DATA SECTION:
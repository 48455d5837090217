// SPDX-License-Identifier: AGPL-3.0-or-later
//
// Copyright (C) 2026 Relational Network

use chrono::{DateTime, Utc};
use solana_sdk::pubkey::Pubkey;

use super::amount::Amount;
use super::error::SaleError;
use super::phase::PhaseDefinition;
use super::supply::SupplySnapshot;
use crate::blockchain::parse_pubkey;

/// A buyer's request to purchase sale tokens in a phase.
#[derive(Debug, Clone)]
pub struct PurchaseRequest {
    pub phase_id: String,
    pub buyer_address: String,
    pub amount: Amount,
}

/// Per-request purchase rules, checked in order; the first failure wins.
///
/// Negative or non-numeric amounts never reach these rules: they fail while
/// the request body is decoded, ahead of the phase window check.
///
/// The supply check here reads a snapshot and only fails fast: the
/// authoritative check happens again inside the reservation.
#[derive(Debug, Default, Clone, Copy)]
pub struct PurchaseValidator;

impl PurchaseValidator {
    /// Returns the parsed buyer key when every rule passes.
    pub fn validate(
        &self,
        request: &PurchaseRequest,
        phase: &PhaseDefinition,
        supply: &SupplySnapshot,
        now: DateTime<Utc>,
    ) -> Result<Pubkey, SaleError> {
        if !phase.contains(now) {
            return Err(SaleError::PhaseInactive {
                phase_id: phase.id.clone(),
            });
        }

        if request.amount.is_zero() {
            return Err(SaleError::Validation("Amount must be positive".to_string()));
        }

        if request.amount < phase.min_purchase {
            return Err(SaleError::BelowMinimum {
                minimum: phase.min_purchase,
            });
        }
        if request.amount > phase.max_purchase {
            return Err(SaleError::AboveMaximum {
                maximum: phase.max_purchase,
            });
        }

        if request.amount > supply.remaining {
            return Err(SaleError::InsufficientSupply {
                requested: request.amount,
                remaining: supply.remaining,
            });
        }

        Ok(parse_pubkey("walletAddress", &request.buyer_address)?)
    }
}

#[cfg(test)]
mod tests {
    use super::*;
    use chrono::Duration;

    const BUYER: &str = "9xQeWvG816bUx9EPjHmaT23yvVM2ZWbrrpZb9PusVFin";

    fn phase(now: DateTime<Utc>) -> PhaseDefinition {
        PhaseDefinition {
            id: "pre-sale".to_string(),
            name: "Pre-Sale".to_string(),
            description: String::new(),
            unit_price: Amount::parse("0.00001").unwrap(),
            min_purchase: Amount::from_whole(100),
            max_purchase: Amount::from_whole(900),
            total_supply: Amount::from_whole(1000),
            start_time: now - Duration::days(1),
            end_time: now + Duration::days(1),
        }
    }

    fn request(amount: u64) -> PurchaseRequest {
        PurchaseRequest {
            phase_id: "pre-sale".to_string(),
            buyer_address: BUYER.to_string(),
            amount: Amount::from_whole(amount),
        }
    }

    fn full_supply() -> SupplySnapshot {
        SupplySnapshot {
            total: Amount::from_whole(1000),
            remaining: Amount::from_whole(1000),
        }
    }

    #[test]
    fn accepts_amount_within_bounds() {
        let now = Utc::now();
        let buyer = PurchaseValidator
            .validate(&request(500), &phase(now), &full_supply(), now)
            .unwrap();
        assert_eq!(buyer.to_string(), BUYER);
    }

    #[test]
    fn enforces_bounds() {
        let now = Utc::now();
        let phase = phase(now);

        assert!(matches!(
            PurchaseValidator.validate(&request(950), &phase, &full_supply(), now),
            Err(SaleError::AboveMaximum { maximum }) if maximum == Amount::from_whole(900)
        ));
        assert!(matches!(
            PurchaseValidator.validate(&request(99), &phase, &full_supply(), now),
            Err(SaleError::BelowMinimum { .. })
        ));
        // Bounds are inclusive
        assert!(PurchaseValidator.validate(&request(100), &phase, &full_supply(), now).is_ok());
        assert!(PurchaseValidator.validate(&request(900), &phase, &full_supply(), now).is_ok());
    }

    #[test]
    fn inactive_phase_wins_regardless_of_amount() {
        let now = Utc::now();
        let phase = phase(now);
        let later = phase.end_time + Duration::seconds(1);

        for amount in [0, 1, 500, 5000] {
            assert!(matches!(
                PurchaseValidator.validate(&request(amount), &phase, &full_supply(), later),
                Err(SaleError::PhaseInactive { .. })
            ));
        }
    }

    #[test]
    fn window_edges_are_inclusive() {
        let now = Utc::now();
        let phase = phase(now);
        assert!(PurchaseValidator
            .validate(&request(500), &phase, &full_supply(), phase.start_time)
            .is_ok());
        assert!(PurchaseValidator
            .validate(&request(500), &phase, &full_supply(), phase.end_time)
            .is_ok());
    }

    #[test]
    fn zero_amount_is_a_validation_error() {
        let now = Utc::now();
        assert!(matches!(
            PurchaseValidator.validate(&request(0), &phase(now), &full_supply(), now),
            Err(SaleError::Validation(_))
        ));
    }

    #[test]
    fn snapshot_supply_is_checked() {
        let now = Utc::now();
        let low = SupplySnapshot {
            total: Amount::from_whole(1000),
            remaining: Amount::from_whole(200),
        };
        assert!(matches!(
            PurchaseValidator.validate(&request(300), &phase(now), &low, now),
            Err(SaleError::InsufficientSupply { .. })
        ));
    }

    #[test]
    fn address_is_checked_last() {
        let now = Utc::now();
        let mut bad = request(500);
        bad.buyer_address = "not-base58!".to_string();
        assert!(matches!(
            PurchaseValidator.validate(&bad, &phase(now), &full_supply(), now),
            Err(SaleError::InvalidAddress(_))
        ));

        // An out-of-bounds amount is reported before the bad address
        bad.amount = Amount::from_whole(5000);
        assert!(matches!(
            PurchaseValidator.validate(&bad, &phase(now), &full_supply(), now),
            Err(SaleError::AboveMaximum { .. })
        ));
    }
}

WHAT TO WORK ON: Look for the string "PhaseDefinition" in the records, and copy every line where it is found.

RESULT FOR THIS EXERCISE:
use super::phase::PhaseDefinition;
        phase: &PhaseDefinition,
    fn phase(now: DateTime<Utc>) -> PhaseDefinition {
        PhaseDefinition {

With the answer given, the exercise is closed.